I’m pulled forward by the tidal wave of bodies. Music pounding, lights strobing, and I spin, laugh, and get swallowed whole. One second, Chase is behind me, and the next, he’s not.
I barely have time to react before I’m caught in the current, swept toward the stage, laughter bubbling in my throat because this is it. This is what I came here for.
The lights, the chaos, the absolute freedom.
Somewhere behind me, Chase is yelling my name, but the bass is too loud, the pulse of it rattling through my ribs, and I can’t stop.
Because the Vinyl Saints are here, and I’m fully losing my mind.
But then it changes. Too many hands graze my hips, my lower back, my arms, as I push through the crush of people, and suddenly I’m acutely aware that my skirt is too short, that my balance is too unsteady, that I am way too deep in this mass of bodies with no clue where Chase is.
A streak of glow-in-the-dark blue snakes in front of me. Strong, solid arms wrap tight around my waist from behind, elbows digging into the space around me, forcing bodies back like a shield locking into place.
His voice finds my ear, rough and full of pure feral possessiveness.
“If you don’t want me to start breaking fingers, I suggest you stay right where you are.”

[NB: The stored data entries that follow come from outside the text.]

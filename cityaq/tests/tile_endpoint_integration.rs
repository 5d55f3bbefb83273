//! Integration tests for the `/maptile` HTTP endpoint.
//!
//! Run with: `cargo test --test tile_endpoint_integration`

mod common;

use std::net::SocketAddr;
use std::sync::Arc;

use reqwest::header::{ACCEPT_ENCODING, CONTENT_ENCODING, CONTENT_TYPE};
use reqwest::StatusCode;
use tokio::net::TcpListener;
use tokio_util::sync::CancellationToken;

use cityaq::cache::BoxFuture;
use cityaq::geom::Polygon;
use cityaq::tile::wire::gunzip;
use cityaq::tile::{DataError, GriddedField, MapData, MapSpecification, MapTileServer, TileCoord};

use common::{accra_boundary, decode_tile, harness, has_tag, tile_layer, CountingModel, ACCRA};

const ZOOM: u8 = 12;

/// A running tile server, stopped on drop.
struct Endpoint {
    addr: SocketAddr,
    shutdown: CancellationToken,
}

impl Drop for Endpoint {
    fn drop(&mut self) {
        self.shutdown.cancel();
    }
}

async fn start(server: MapTileServer) -> Endpoint {
    let listener = TcpListener::bind("127.0.0.1:0").await.unwrap();
    let addr = listener.local_addr().unwrap();
    let shutdown = CancellationToken::new();
    tokio::spawn(Arc::new(server).serve(listener, shutdown.clone()));
    Endpoint { addr, shutdown }
}

fn centre_tile() -> TileCoord {
    TileCoord::containing(accra_boundary().centroid().unwrap(), ZOOM).unwrap()
}

fn query(tile: TileCoord, impact_type: &str) -> Vec<(&'static str, String)> {
    vec![
        ("x", tile.x.to_string()),
        ("y", tile.y.to_string()),
        ("z", tile.zoom.to_string()),
        ("c", ACCRA.to_string()),
        ("it", impact_type.to_string()),
        ("em", "1".to_string()),
        ("st", "roadways".to_string()),
        ("sit", "0".to_string()),
    ]
}

async fn get(
    endpoint: &Endpoint,
    params: &[(&'static str, String)],
    gzip: bool,
) -> reqwest::Response {
    let mut request = reqwest::Client::new()
        .get(format!("http://{}/maptile", endpoint.addr))
        .query(params);
    if gzip {
        request = request.header(ACCEPT_ENCODING, "gzip");
    }
    request.send().await.unwrap()
}

// ============================================================================
// Successful tiles
// ============================================================================

#[tokio::test(flavor = "multi_thread", worker_threads = 2)]
async fn test_gzipped_concentration_tile() {
    let h = harness(CountingModel::default()).await;
    let endpoint = start(h.service.tile_server()).await;

    let response = get(&endpoint, &query(centre_tile(), "2"), true).await;
    assert_eq!(response.status(), StatusCode::OK);
    assert_eq!(response.headers()[CONTENT_TYPE], "application/x-gzip");
    assert_eq!(response.headers()[CONTENT_ENCODING], "gzip");

    let body = response.bytes().await.unwrap();
    let tile = decode_tile(&gunzip(&body).unwrap());

    let data = tile_layer(&tile, &format!("{ACCRA}_2_1_roadways_0"));
    assert!(!data.features.is_empty());
    assert!(data.features.iter().all(|f| has_tag(data, f, "v")));
    assert_eq!(tile_layer(&tile, ACCRA).features.len(), 1);
    assert_eq!(h.model.runs(), 1);
}

#[tokio::test(flavor = "multi_thread", worker_threads = 2)]
async fn test_plain_emissions_tile() {
    let h = harness(CountingModel::default()).await;
    let endpoint = start(h.service.tile_server()).await;

    let response = get(&endpoint, &query(centre_tile(), "1"), false).await;
    assert_eq!(response.status(), StatusCode::OK);
    assert_eq!(response.headers()[CONTENT_TYPE], "application/octet-stream");
    assert!(response.headers().get(CONTENT_ENCODING).is_none());

    let tile = decode_tile(&response.bytes().await.unwrap());
    assert!(!tile_layer(&tile, &format!("{ACCRA}_1_1_roadways_0"))
        .features
        .is_empty());

    // Emissions maps never need a simulation.
    assert_eq!(h.model.runs(), 0);
}

#[tokio::test(flavor = "multi_thread", worker_threads = 2)]
async fn test_neighbouring_tiles_share_layers() {
    let h = harness(CountingModel::default()).await;
    let server = Arc::new(h.service.tile_server());
    let tile = centre_tile();
    let neighbour = TileCoord::new(tile.x as i64 + 1, tile.y as i64, tile.zoom as i64).unwrap();

    let (spec, _) = cityaq::tile::parse_map_request(&params_for(tile)).unwrap();
    let cancel = CancellationToken::new();
    server.tile(&spec, tile, false, &cancel).await.unwrap();
    server.tile(&spec, neighbour, true, &cancel).await.unwrap();

    let stats = server.stats();
    assert_eq!(stats.executions, 1);
    assert_eq!(stats.hits, 1);
}

fn params_for(tile: TileCoord) -> cityaq::tile::MapTileParams {
    cityaq::tile::MapTileParams {
        x: Some(tile.x.to_string()),
        y: Some(tile.y.to_string()),
        z: Some(tile.zoom.to_string()),
        c: Some(ACCRA.to_string()),
        it: Some("2".to_string()),
        em: Some("1".to_string()),
        st: Some("roadways".to_string()),
        sit: Some("0".to_string()),
    }
}

// ============================================================================
// Rejected requests
// ============================================================================

#[tokio::test(flavor = "multi_thread", worker_threads = 2)]
async fn test_missing_parameter_is_not_found() {
    let h = harness(CountingModel::default()).await;
    let endpoint = start(h.service.tile_server()).await;

    let mut params = query(centre_tile(), "2");
    params.retain(|(name, _)| *name != "st");
    let response = get(&endpoint, &params, false).await;

    assert_eq!(response.status(), StatusCode::NOT_FOUND);
    assert!(response.text().await.unwrap().contains("st"));
}

#[tokio::test(flavor = "multi_thread", worker_threads = 2)]
async fn test_unspecified_impact_type_is_not_found() {
    let h = harness(CountingModel::default()).await;
    let endpoint = start(h.service.tile_server()).await;

    let response = get(&endpoint, &query(centre_tile(), "0"), false).await;
    assert_eq!(response.status(), StatusCode::NOT_FOUND);
    assert!(response
        .text()
        .await
        .unwrap()
        .contains("invalid impact type 0"));
    assert_eq!(h.model.runs(), 0);
}

#[tokio::test(flavor = "multi_thread", worker_threads = 2)]
async fn test_unspecified_emission_is_not_found() {
    let h = harness(CountingModel::default()).await;
    let endpoint = start(h.service.tile_server()).await;

    let mut params = query(centre_tile(), "2");
    params.retain(|(name, _)| *name != "em");
    params.push(("em", "0".to_string()));
    let response = get(&endpoint, &params, false).await;

    assert_eq!(response.status(), StatusCode::NOT_FOUND);
    assert!(response.text().await.unwrap().contains("em"));
}

#[tokio::test(flavor = "multi_thread", worker_threads = 2)]
async fn test_unknown_city_is_server_error() {
    let h = harness(CountingModel::default()).await;
    let endpoint = start(h.service.tile_server()).await;

    let mut params = query(centre_tile(), "1");
    params.retain(|(name, _)| *name != "c");
    params.push(("c", "Atlantis".to_string()));
    let response = get(&endpoint, &params, false).await;

    assert_eq!(response.status(), StatusCode::INTERNAL_SERVER_ERROR);
}

// ============================================================================
// Empty data
// ============================================================================

/// Map data whose fields are zero everywhere.
struct ZeroData;

fn zero_field() -> GriddedField {
    GriddedField {
        grid: vec![accra_boundary()],
        values: vec![0.0],
    }
}

impl MapData for ZeroData {
    fn gridded_emissions<'a>(
        &'a self,
        _spec: &'a MapSpecification,
    ) -> BoxFuture<'a, Result<GriddedField, DataError>> {
        Box::pin(async { Ok(zero_field()) })
    }

    fn gridded_concentrations<'a>(
        &'a self,
        _spec: &'a MapSpecification,
    ) -> BoxFuture<'a, Result<GriddedField, DataError>> {
        Box::pin(async { Ok(zero_field()) })
    }

    fn city_geometry<'a>(&'a self, _city: &'a str) -> BoxFuture<'a, Result<Polygon, DataError>> {
        Box::pin(async { Ok(accra_boundary()) })
    }

    fn egugrid_region<'a>(&'a self, _city: &'a str) -> BoxFuture<'a, Result<Polygon, DataError>> {
        Box::pin(async { Ok(accra_boundary()) })
    }
}

#[tokio::test(flavor = "multi_thread", worker_threads = 2)]
async fn test_zero_field_gives_empty_data_layer() {
    let endpoint = start(MapTileServer::new(Arc::new(ZeroData), 10)).await;

    let response = get(&endpoint, &query(centre_tile(), "2"), true).await;
    assert_eq!(response.status(), StatusCode::OK);

    let tile = decode_tile(&gunzip(&response.bytes().await.unwrap()).unwrap());
    let data = tile_layer(&tile, &format!("{ACCRA}_2_1_roadways_0"));
    assert!(data.features.is_empty());
    assert_eq!(tile_layer(&tile, ACCRA).features.len(), 1);
}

A thrill shoots through me, curling low in my stomach. I laugh and almost turn in his arms to shoot something back—a joke, a jab, anything to break the moment before it gets too real. But I don’t want to. I want to exist in this moment without the sharp edge of awareness digging in between my ribs.
Chase’s arms stay locked around me, and I let myself sink into it, into the security, the warmth of his breath against my neck, the way he’s holding me without hesitation.
The Vinyl Saints launch into their opening song, and I start to move slowly.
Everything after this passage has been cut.